The Impact of Changing Technology: Genomics-Proteomics-Metabolomics
It was not long ago that words like proteomics and metabolomics would have been nonsense. Now they are specialties with their own journals and professional organizations. Working in a field that is changing as rapidly as medicine, a physician will always be in one sense a medical student. Advances in genetic technology share a lot with the advances in population genetics. Both must think in terms of systems, not just individuals. A genome is not simply about A and a alleles or about expression of homozygotes versus heterozygotes. Instead, genotypes are at the core of a multilevel biochemical system.
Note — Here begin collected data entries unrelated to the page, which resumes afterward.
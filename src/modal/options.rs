//! Presentation options for a single dialog invocation.

use std::collections::HashMap;

use serde::{Deserialize, Serialize};

/// Arbitrary value stored in the parameter bag.
pub type ParamValue = serde_json::Value;

/// Parameter key the sample callers use to pass the dialog size class.
pub const MODAL_CSS_PARAM: &str = "ModalCSS";

/// Parameter key the sample callers use to pass the dialog body class.
pub const MODAL_BODY_CSS_PARAM: &str = "ModalBodyCSS";

/// How a dialog should be presented.
///
/// Built by the calling view for one `show` and handed to the mounted dialog.
/// While the dialog is open it can be patched with [`ModalUpdate`].
#[derive(Debug, Clone, PartialEq, Serialize, Deserialize)]
pub struct ModalOptions {
    pub title: String,
    pub hide_header: bool,
    pub show_close_button: bool,
    pub modal_css_class: String,
    pub modal_body_css_class: String,
    pub parameters: HashMap<String, ParamValue>,
}

impl Default for ModalOptions {
    fn default() -> Self {
        Self {
            title: String::new(),
            hide_header: true,
            show_close_button: false,
            modal_css_class: String::new(),
            modal_body_css_class: String::new(),
            parameters: HashMap::new(),
        }
    }
}

impl ModalOptions {
    pub fn new() -> Self {
        Self::default()
    }

    #[must_use]
    pub fn with_title(mut self, title: impl Into<String>) -> Self {
        self.title = title.into();
        self
    }

    /// Shows the header (title bar). Headers are hidden by default.
    #[must_use]
    pub const fn with_header(mut self) -> Self {
        self.hide_header = false;
        self
    }

    #[must_use]
    pub const fn with_close_button(mut self) -> Self {
        self.show_close_button = true;
        self
    }

    #[must_use]
    pub fn with_css_class(mut self, class: impl Into<String>) -> Self {
        self.modal_css_class = class.into();
        self
    }

    #[must_use]
    pub fn with_body_css_class(mut self, class: impl Into<String>) -> Self {
        self.modal_body_css_class = class.into();
        self
    }

    #[must_use]
    pub fn with_parameter(mut self, key: impl Into<String>, value: impl Into<ParamValue>) -> Self {
        self.set_parameter(key, value);
        self
    }

    /// Inserts a parameter, replacing any previous value under the same key.
    pub fn set_parameter(&mut self, key: impl Into<String>, value: impl Into<ParamValue>) {
        self.parameters.insert(key.into(), value.into());
    }

    pub fn parameter(&self, key: &str) -> Option<&ParamValue> {
        self.parameters.get(key)
    }

    /// Returns the parameter rendered as text, or an empty string if absent.
    ///
    /// Strings are returned without quotes, `null` maps to an empty string and
    /// any other value uses its JSON representation.
    pub fn get_parameter_as_string(&self, key: &str) -> String {
        match self.parameters.get(key) {
            None | Some(ParamValue::Null) => String::new(),
            Some(ParamValue::String(value)) => value.clone(),
            Some(other) => other.to_string(),
        }
    }

    /// The dialog size class, falling back to the `ModalCSS` parameter.
    pub fn effective_css_class(&self) -> String {
        if self.modal_css_class.is_empty() {
            self.get_parameter_as_string(MODAL_CSS_PARAM)
        } else {
            self.modal_css_class.clone()
        }
    }

    /// The dialog body class, falling back to the `ModalBodyCSS` parameter.
    pub fn effective_body_css_class(&self) -> String {
        if self.modal_body_css_class.is_empty() {
            self.get_parameter_as_string(MODAL_BODY_CSS_PARAM)
        } else {
            self.modal_body_css_class.clone()
        }
    }

    /// Applies a patch field by field. Parameters are merged key by key.
    pub fn apply(&mut self, update: ModalUpdate) {
        if let Some(title) = update.title {
            self.title = title;
        }
        if let Some(hide_header) = update.hide_header {
            self.hide_header = hide_header;
        }
        if let Some(show_close_button) = update.show_close_button {
            self.show_close_button = show_close_button;
        }
        if let Some(class) = update.modal_css_class {
            self.modal_css_class = class;
        }
        if let Some(class) = update.modal_body_css_class {
            self.modal_body_css_class = class;
        }
        self.parameters.extend(update.parameters);
    }
}

/// Partial [`ModalOptions`]; `None` fields keep the live value.
#[derive(Debug, Clone, Default, PartialEq)]
pub struct ModalUpdate {
    pub title: Option<String>,
    pub hide_header: Option<bool>,
    pub show_close_button: Option<bool>,
    pub modal_css_class: Option<String>,
    pub modal_body_css_class: Option<String>,
    pub parameters: HashMap<String, ParamValue>,
}

impl ModalUpdate {
    pub fn new() -> Self {
        Self::default()
    }

    #[must_use]
    pub fn title(mut self, title: impl Into<String>) -> Self {
        self.title = Some(title.into());
        self
    }

    #[must_use]
    pub const fn hide_header(mut self, hide: bool) -> Self {
        self.hide_header = Some(hide);
        self
    }

    #[must_use]
    pub const fn show_close_button(mut self, show: bool) -> Self {
        self.show_close_button = Some(show);
        self
    }

    #[must_use]
    pub fn css_class(mut self, class: impl Into<String>) -> Self {
        self.modal_css_class = Some(class.into());
        self
    }

    #[must_use]
    pub fn body_css_class(mut self, class: impl Into<String>) -> Self {
        self.modal_body_css_class = Some(class.into());
        self
    }

    #[must_use]
    pub fn parameter(mut self, key: impl Into<String>, value: impl Into<ParamValue>) -> Self {
        self.parameters.insert(key.into(), value.into());
        self
    }
}

impl From<ModalOptions> for ModalUpdate {
    fn from(options: ModalOptions) -> Self {
        Self {
            title: Some(options.title),
            hide_header: Some(options.hide_header),
            show_close_button: Some(options.show_close_button),
            modal_css_class: Some(options.modal_css_class),
            modal_body_css_class: Some(options.modal_body_css_class),
            parameters: options.parameters,
        }
    }
}

#[cfg(test)]
mod tests {
    use serde_json::json;

    use super::*;

    #[test]
    fn test_defaults() {
        let options = ModalOptions::default();
        assert_eq!(options.title, "");
        assert!(options.hide_header);
        assert!(!options.show_close_button);
        assert!(options.modal_css_class.is_empty());
        assert!(options.modal_body_css_class.is_empty());
        assert!(options.parameters.is_empty());
    }

    #[test]
    fn test_missing_parameter_is_empty() {
        let options = ModalOptions::new().with_parameter("Message", "hello");
        assert_eq!(options.get_parameter_as_string("missing"), "");
        assert!(options.parameter("missing").is_none());
    }

    #[test]
    fn test_parameter_as_string() {
        let options = ModalOptions::new()
            .with_parameter("Message", "Try navigating")
            .with_parameter("Count", 3)
            .with_parameter("Flag", true)
            .with_parameter("Nothing", ParamValue::Null);

        assert_eq!(options.get_parameter_as_string("Message"), "Try navigating");
        assert_eq!(options.get_parameter_as_string("Count"), "3");
        assert_eq!(options.get_parameter_as_string("Flag"), "true");
        assert_eq!(options.get_parameter_as_string("Nothing"), "");
    }

    #[test]
    fn test_last_write_wins() {
        let mut options = ModalOptions::new().with_parameter("Message", "first");
        options.set_parameter("Message", "second");
        assert_eq!(options.parameters.len(), 1);
        assert_eq!(options.get_parameter_as_string("Message"), "second");
    }

    #[test]
    fn test_apply_title_only() {
        let mut options = ModalOptions::new()
            .with_title("Before")
            .with_header()
            .with_css_class("modal-xl")
            .with_parameter("Message", "kept");

        options.apply(ModalUpdate::new().title("X"));

        assert_eq!(options.title, "X");
        assert!(!options.hide_header);
        assert_eq!(options.modal_css_class, "modal-xl");
        assert_eq!(options.get_parameter_as_string("Message"), "kept");
    }

    #[test]
    fn test_apply_merges_parameters() {
        let mut options = ModalOptions::new()
            .with_parameter("A", 1)
            .with_parameter("B", 2);

        options.apply(ModalUpdate::new().parameter("B", 20).parameter("C", 30));

        assert_eq!(options.parameter("A"), Some(&json!(1)));
        assert_eq!(options.parameter("B"), Some(&json!(20)));
        assert_eq!(options.parameter("C"), Some(&json!(30)));
    }

    #[test]
    fn test_effective_css_falls_back_to_parameters() {
        let options = ModalOptions::new()
            .with_parameter(MODAL_CSS_PARAM, "modal-xl")
            .with_parameter(MODAL_BODY_CSS_PARAM, "p-0");
        assert_eq!(options.effective_css_class(), "modal-xl");
        assert_eq!(options.effective_body_css_class(), "p-0");

        let options = options.with_css_class("modal-sm");
        assert_eq!(options.effective_css_class(), "modal-sm");
    }
}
The developing field of genomics is concerned with determining the DNA sequence of a species. The first successes were sequencing the 5368 bp genome of a virus, φX-174, and of a mitochondrion by Fred Sanger in the 1970s and 1980s. With this work, he and his group developed the first sequencing, data handling, and analysis tools that later work built upon. The first complete organismal genome was of Haemophilus influenzae in 1995. With the completion of the 13-year Human Genome Project in 2003, the technologies it developed are now being applied to sequencing genomes from other species. This allows comparisons of gene function to be made across the living spectrum.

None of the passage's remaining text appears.